Action item -
Using the material that follows, identify and copy each line with the string "enum".
----
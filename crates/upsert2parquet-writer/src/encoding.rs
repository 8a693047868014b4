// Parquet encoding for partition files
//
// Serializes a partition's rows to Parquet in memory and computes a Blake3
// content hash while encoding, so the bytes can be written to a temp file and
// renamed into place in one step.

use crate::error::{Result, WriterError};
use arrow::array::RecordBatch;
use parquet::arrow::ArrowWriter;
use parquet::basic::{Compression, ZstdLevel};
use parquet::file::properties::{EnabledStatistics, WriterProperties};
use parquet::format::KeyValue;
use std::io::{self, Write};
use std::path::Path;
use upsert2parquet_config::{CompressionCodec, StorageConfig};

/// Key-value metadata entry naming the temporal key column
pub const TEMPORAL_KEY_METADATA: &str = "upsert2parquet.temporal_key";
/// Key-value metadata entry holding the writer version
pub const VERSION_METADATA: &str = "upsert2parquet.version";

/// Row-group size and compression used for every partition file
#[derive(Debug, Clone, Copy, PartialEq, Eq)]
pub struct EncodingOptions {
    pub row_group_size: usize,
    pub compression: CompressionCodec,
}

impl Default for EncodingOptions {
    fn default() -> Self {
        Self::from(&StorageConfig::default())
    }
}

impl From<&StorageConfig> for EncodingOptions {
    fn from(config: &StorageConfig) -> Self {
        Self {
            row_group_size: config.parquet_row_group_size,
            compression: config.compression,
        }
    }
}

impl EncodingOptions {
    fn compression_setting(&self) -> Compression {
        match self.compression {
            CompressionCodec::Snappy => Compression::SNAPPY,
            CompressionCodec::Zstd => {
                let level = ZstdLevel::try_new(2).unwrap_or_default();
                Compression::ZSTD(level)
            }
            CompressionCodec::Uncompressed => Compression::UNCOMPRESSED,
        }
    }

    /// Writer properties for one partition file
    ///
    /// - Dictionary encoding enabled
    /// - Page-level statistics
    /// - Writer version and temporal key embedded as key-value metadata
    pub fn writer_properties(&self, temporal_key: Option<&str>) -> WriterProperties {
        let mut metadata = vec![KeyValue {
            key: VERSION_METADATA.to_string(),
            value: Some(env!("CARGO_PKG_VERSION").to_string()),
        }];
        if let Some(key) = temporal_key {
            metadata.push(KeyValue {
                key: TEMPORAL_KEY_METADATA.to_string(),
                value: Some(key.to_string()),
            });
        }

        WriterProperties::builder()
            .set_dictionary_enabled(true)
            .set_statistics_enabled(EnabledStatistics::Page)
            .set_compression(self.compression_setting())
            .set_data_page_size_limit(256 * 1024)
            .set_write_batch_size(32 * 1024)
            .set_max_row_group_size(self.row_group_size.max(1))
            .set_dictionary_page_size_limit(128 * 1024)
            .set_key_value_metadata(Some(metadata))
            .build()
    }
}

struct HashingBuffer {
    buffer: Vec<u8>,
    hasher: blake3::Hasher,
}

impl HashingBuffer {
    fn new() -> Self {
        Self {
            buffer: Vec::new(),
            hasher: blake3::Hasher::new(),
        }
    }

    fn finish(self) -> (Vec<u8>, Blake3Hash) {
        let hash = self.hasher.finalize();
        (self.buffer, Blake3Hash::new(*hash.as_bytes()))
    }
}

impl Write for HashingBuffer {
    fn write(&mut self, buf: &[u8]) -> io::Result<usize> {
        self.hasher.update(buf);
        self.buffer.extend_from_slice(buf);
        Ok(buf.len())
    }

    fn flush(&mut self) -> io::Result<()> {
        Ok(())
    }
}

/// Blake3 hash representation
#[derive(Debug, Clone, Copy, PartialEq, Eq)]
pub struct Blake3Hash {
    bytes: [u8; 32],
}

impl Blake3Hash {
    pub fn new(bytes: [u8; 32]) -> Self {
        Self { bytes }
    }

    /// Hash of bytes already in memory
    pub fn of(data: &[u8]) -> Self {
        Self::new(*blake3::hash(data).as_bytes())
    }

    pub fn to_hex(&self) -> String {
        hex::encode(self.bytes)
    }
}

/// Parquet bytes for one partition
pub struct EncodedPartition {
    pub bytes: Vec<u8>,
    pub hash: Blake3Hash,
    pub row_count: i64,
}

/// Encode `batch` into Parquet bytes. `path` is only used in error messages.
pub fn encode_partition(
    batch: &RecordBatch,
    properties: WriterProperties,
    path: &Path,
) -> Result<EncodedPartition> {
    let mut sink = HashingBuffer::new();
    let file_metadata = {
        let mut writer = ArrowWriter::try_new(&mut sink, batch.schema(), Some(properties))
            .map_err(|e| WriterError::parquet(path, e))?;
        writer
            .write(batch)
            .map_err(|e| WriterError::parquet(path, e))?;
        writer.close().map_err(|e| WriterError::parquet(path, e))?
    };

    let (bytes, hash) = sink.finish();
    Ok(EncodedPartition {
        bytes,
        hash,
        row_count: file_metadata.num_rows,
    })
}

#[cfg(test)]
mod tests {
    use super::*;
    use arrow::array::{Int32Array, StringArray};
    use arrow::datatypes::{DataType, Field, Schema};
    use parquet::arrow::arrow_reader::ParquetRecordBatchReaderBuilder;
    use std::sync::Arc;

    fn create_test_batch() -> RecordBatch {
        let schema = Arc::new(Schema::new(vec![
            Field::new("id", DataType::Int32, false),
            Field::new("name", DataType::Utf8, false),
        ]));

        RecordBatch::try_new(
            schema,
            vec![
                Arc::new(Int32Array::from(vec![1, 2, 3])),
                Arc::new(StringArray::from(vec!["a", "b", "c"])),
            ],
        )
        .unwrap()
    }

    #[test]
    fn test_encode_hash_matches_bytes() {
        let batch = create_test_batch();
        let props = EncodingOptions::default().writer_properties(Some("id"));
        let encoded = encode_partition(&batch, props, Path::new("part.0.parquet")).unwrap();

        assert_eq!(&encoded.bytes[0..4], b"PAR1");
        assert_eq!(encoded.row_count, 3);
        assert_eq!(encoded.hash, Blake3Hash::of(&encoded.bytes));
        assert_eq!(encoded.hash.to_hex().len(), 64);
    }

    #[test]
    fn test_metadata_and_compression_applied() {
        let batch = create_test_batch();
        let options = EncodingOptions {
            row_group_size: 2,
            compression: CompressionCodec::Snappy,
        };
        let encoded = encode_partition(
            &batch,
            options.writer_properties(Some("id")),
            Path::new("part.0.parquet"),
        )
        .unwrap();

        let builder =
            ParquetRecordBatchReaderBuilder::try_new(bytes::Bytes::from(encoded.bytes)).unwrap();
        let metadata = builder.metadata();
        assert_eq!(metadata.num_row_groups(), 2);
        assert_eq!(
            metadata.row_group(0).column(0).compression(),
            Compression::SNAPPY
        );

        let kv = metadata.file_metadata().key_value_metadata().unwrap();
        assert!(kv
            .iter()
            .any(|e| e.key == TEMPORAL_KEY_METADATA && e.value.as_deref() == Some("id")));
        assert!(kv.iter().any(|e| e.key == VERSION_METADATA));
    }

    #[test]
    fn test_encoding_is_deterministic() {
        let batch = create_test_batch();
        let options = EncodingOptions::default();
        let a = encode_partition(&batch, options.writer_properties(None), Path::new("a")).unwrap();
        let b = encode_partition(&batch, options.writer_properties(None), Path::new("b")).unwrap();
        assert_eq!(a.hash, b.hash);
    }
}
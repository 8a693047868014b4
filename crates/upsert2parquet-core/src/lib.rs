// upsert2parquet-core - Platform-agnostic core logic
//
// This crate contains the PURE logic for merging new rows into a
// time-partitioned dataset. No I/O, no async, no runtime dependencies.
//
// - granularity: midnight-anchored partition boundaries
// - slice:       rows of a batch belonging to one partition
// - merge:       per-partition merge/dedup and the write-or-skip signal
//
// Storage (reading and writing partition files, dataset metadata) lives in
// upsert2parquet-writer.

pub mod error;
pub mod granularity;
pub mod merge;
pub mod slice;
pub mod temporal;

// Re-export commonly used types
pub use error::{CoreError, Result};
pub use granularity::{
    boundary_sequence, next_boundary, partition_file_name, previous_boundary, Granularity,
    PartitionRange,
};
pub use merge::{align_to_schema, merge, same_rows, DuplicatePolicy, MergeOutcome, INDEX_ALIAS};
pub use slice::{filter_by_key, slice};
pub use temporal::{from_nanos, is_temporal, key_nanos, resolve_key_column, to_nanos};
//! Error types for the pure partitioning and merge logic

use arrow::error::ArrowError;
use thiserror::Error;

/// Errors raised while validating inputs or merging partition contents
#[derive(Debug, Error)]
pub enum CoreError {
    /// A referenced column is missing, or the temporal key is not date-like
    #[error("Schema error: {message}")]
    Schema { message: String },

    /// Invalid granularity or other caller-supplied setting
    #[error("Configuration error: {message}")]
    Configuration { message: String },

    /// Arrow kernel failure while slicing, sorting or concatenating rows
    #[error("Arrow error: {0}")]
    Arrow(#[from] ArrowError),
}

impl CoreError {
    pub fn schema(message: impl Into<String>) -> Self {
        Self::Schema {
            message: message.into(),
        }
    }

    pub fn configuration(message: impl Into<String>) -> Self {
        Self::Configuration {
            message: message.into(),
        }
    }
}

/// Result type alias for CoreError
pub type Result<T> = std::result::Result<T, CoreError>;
----
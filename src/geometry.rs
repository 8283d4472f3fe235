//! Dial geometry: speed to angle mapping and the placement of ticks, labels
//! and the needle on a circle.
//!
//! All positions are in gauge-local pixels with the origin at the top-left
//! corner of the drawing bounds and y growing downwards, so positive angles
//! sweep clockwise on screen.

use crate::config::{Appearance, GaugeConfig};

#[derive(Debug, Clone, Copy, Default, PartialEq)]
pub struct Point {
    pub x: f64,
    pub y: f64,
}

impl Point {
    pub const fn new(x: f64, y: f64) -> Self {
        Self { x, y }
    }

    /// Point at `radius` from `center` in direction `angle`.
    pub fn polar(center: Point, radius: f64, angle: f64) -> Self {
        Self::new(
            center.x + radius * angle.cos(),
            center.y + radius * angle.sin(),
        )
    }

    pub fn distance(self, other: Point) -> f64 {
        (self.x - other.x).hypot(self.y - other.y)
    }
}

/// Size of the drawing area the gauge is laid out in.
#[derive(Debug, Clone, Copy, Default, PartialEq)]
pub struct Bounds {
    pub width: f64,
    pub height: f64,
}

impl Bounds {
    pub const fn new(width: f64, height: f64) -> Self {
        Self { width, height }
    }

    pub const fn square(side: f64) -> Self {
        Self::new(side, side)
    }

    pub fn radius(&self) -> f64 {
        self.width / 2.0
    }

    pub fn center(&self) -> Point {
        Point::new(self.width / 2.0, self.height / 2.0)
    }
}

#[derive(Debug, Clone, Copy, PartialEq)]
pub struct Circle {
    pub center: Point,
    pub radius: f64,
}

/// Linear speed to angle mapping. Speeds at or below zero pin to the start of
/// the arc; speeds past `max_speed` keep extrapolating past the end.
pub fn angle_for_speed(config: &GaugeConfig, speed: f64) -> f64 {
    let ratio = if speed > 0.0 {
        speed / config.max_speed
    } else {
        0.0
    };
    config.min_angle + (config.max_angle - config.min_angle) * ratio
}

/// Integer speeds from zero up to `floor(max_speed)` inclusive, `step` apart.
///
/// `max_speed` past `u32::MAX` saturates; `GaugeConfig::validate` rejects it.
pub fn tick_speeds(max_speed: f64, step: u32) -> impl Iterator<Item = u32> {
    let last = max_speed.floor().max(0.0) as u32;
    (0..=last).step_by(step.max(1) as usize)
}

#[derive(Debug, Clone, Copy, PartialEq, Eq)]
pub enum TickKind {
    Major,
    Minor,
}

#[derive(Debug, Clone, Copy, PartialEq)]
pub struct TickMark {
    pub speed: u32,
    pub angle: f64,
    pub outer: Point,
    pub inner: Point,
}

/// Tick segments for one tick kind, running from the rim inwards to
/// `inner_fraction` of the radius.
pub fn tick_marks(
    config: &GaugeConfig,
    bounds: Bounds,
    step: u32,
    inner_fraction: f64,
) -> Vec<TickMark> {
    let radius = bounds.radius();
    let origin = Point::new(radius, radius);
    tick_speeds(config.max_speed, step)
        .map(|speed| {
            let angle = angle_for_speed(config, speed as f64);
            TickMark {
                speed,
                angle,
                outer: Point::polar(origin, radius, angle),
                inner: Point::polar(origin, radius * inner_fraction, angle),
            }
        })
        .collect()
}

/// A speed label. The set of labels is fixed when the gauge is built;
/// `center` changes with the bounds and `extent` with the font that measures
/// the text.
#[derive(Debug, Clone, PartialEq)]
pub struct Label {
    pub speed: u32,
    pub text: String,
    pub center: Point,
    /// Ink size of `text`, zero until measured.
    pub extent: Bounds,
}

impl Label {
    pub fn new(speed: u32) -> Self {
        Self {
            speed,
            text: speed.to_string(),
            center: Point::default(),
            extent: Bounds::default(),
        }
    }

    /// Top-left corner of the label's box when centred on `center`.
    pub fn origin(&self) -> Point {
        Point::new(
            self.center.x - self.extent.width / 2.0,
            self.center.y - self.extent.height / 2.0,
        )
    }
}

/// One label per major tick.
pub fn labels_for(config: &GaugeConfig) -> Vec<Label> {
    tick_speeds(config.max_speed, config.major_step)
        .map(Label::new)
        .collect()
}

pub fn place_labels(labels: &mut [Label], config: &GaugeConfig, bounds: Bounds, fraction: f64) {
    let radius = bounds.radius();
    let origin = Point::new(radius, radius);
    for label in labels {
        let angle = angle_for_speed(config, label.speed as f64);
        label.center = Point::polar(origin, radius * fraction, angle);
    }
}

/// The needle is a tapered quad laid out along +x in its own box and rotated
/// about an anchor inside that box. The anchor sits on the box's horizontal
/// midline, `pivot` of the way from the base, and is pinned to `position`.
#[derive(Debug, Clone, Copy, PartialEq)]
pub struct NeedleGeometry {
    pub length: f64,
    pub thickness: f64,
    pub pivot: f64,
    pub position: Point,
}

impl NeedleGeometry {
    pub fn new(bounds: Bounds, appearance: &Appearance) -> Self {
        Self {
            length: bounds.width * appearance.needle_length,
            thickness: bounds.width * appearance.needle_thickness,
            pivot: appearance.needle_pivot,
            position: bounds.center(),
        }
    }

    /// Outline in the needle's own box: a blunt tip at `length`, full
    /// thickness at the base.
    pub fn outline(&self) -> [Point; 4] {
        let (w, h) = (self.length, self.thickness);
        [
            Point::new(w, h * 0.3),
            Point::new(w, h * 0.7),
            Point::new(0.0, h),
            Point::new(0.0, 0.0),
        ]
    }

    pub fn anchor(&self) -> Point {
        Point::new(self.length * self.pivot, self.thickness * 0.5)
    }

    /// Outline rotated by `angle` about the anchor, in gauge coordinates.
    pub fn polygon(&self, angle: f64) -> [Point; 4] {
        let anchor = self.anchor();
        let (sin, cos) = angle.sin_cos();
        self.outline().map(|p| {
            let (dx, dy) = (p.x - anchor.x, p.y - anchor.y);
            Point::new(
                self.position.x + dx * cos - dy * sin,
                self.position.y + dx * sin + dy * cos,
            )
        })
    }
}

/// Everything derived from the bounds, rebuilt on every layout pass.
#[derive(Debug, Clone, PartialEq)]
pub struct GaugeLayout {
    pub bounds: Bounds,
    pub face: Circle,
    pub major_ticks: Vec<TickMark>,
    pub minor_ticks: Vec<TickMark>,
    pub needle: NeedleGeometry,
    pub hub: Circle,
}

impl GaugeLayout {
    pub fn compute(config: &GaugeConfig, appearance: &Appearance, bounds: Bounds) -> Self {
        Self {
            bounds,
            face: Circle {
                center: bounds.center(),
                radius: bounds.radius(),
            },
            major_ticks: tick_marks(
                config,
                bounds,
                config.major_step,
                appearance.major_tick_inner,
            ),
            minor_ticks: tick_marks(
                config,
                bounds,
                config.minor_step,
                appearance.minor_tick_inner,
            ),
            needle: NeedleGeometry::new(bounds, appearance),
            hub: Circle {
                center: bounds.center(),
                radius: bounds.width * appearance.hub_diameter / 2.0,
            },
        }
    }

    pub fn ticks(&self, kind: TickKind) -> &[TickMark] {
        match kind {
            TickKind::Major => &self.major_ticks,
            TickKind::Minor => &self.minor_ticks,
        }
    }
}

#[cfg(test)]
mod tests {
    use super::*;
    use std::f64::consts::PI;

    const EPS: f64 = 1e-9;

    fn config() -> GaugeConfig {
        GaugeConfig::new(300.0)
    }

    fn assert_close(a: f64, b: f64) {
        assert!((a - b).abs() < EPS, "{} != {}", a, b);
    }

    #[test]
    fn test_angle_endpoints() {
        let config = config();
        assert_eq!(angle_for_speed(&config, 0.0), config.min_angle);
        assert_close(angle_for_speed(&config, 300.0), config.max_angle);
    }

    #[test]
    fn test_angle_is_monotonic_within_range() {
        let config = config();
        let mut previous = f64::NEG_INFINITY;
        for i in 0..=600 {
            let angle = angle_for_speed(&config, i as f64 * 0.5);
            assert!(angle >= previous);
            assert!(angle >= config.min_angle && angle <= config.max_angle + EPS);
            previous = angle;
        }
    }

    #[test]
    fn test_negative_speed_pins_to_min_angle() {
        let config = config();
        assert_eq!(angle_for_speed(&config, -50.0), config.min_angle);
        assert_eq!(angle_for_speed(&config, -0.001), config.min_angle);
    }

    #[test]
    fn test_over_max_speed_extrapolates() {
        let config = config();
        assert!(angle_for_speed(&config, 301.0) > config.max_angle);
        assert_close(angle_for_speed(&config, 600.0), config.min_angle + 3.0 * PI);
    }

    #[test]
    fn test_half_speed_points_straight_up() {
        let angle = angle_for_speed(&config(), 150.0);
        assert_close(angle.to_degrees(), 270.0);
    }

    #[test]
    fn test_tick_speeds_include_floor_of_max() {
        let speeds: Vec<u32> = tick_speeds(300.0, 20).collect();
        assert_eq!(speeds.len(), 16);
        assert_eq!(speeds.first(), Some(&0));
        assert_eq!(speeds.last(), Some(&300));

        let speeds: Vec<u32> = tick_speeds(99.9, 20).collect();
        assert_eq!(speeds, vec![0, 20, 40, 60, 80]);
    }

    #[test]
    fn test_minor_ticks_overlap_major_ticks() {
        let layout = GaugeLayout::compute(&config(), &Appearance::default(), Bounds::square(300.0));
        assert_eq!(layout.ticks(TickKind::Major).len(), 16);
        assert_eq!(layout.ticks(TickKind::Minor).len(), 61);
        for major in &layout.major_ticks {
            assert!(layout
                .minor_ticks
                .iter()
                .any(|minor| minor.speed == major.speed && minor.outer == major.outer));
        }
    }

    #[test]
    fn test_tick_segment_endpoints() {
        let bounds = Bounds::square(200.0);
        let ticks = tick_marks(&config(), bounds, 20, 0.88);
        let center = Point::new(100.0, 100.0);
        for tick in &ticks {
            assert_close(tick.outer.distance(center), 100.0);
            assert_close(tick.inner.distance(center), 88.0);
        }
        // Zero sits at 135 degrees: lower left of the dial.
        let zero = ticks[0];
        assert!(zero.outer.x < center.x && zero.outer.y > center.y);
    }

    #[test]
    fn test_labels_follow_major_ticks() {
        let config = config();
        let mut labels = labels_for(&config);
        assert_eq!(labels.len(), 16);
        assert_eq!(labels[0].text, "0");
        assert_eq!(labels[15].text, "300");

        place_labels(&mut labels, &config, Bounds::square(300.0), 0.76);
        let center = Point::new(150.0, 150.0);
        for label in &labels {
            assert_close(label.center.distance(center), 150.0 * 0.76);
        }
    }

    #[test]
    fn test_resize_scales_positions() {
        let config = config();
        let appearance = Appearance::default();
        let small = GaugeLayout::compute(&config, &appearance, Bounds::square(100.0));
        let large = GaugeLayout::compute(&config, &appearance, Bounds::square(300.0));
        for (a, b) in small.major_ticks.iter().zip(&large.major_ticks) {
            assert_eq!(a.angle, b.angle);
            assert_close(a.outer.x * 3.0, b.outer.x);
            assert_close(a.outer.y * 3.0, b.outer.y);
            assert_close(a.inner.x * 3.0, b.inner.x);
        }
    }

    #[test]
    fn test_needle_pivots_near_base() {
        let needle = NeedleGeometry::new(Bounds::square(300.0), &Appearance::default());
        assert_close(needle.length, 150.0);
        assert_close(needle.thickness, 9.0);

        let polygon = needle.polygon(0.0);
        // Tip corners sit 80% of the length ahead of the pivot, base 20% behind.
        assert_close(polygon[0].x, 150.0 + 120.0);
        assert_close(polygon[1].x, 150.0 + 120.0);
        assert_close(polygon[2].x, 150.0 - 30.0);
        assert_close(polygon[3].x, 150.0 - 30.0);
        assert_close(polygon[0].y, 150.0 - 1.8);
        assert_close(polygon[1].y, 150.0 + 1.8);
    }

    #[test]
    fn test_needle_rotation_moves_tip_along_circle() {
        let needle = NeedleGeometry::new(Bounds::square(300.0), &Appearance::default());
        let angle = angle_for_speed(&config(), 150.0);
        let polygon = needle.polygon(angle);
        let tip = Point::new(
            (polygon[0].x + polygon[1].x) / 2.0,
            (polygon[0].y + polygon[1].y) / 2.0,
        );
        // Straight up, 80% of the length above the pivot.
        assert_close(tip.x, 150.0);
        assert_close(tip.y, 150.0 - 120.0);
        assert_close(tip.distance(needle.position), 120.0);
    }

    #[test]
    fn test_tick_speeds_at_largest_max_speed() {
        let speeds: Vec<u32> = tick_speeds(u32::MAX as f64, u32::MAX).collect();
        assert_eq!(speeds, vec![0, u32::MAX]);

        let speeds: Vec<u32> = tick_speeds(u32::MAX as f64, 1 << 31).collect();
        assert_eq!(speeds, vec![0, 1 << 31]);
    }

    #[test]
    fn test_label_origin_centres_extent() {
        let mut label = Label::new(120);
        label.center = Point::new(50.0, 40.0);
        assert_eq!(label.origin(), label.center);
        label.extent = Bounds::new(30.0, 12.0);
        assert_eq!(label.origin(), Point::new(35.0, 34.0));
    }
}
----
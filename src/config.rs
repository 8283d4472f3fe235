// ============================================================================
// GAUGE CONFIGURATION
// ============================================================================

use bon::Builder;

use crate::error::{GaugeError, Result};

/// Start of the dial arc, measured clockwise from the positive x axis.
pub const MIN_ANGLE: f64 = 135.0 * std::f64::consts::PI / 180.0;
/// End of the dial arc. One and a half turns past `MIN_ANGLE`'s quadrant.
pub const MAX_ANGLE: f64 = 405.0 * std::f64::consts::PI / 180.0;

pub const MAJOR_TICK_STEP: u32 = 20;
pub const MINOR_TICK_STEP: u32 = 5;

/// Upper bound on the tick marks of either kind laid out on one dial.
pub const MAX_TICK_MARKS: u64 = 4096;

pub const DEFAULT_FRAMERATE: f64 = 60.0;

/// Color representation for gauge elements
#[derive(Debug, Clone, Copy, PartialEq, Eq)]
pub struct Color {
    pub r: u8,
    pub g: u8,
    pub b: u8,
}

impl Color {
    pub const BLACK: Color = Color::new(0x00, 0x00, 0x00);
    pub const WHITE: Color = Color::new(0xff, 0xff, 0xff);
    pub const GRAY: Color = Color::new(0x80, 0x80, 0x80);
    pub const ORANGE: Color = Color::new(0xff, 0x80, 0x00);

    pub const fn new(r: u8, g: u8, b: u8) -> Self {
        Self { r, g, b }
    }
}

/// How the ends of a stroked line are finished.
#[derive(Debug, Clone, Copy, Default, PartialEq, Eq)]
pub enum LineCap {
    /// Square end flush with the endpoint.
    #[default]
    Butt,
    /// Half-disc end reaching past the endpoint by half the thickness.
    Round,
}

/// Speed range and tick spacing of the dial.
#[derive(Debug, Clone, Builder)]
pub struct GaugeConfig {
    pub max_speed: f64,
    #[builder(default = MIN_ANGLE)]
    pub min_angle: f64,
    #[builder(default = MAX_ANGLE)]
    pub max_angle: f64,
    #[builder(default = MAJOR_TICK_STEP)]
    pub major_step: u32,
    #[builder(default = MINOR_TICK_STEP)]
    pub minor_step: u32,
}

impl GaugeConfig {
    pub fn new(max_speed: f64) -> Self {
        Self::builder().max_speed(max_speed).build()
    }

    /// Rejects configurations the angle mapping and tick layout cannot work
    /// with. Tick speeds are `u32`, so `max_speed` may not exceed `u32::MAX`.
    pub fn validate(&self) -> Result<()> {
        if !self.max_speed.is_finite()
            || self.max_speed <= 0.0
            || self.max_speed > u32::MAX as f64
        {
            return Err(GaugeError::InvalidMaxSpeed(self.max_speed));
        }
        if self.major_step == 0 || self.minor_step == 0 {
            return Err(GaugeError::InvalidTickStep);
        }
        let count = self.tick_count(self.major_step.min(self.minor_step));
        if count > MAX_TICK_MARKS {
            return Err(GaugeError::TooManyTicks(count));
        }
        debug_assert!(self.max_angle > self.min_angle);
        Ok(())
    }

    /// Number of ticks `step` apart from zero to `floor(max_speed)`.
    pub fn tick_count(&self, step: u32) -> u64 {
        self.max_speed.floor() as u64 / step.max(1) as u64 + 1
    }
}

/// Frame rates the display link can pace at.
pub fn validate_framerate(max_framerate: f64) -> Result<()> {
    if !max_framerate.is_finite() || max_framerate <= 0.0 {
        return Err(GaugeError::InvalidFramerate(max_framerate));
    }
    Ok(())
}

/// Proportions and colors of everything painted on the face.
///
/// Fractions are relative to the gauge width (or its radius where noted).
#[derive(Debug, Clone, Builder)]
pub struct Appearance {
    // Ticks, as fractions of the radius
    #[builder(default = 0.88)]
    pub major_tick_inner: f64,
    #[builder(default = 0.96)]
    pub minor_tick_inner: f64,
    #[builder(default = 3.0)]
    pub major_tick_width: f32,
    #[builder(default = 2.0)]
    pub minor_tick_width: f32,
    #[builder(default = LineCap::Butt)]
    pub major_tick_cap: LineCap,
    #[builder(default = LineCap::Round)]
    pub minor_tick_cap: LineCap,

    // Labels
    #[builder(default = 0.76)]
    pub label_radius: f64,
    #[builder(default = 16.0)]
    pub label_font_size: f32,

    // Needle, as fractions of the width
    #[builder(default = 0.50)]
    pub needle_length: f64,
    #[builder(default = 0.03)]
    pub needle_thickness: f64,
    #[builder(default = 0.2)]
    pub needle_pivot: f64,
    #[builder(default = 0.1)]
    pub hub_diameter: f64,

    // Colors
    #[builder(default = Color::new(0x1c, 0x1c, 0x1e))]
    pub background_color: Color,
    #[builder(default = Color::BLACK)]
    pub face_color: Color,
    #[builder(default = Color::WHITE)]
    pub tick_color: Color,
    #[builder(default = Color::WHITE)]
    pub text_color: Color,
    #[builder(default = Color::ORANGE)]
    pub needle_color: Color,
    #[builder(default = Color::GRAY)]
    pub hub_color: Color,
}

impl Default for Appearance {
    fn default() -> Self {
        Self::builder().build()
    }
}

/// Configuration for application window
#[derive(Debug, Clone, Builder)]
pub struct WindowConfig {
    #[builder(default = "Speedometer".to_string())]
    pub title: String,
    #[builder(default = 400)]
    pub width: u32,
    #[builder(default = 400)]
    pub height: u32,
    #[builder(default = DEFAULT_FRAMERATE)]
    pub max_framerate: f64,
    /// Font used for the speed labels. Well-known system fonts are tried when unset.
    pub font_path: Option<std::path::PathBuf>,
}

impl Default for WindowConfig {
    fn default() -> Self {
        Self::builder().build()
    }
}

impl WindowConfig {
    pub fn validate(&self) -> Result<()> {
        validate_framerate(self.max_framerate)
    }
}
----
Task response -
pub enum CoreError {
pub enum TickKind {
pub enum LineCap {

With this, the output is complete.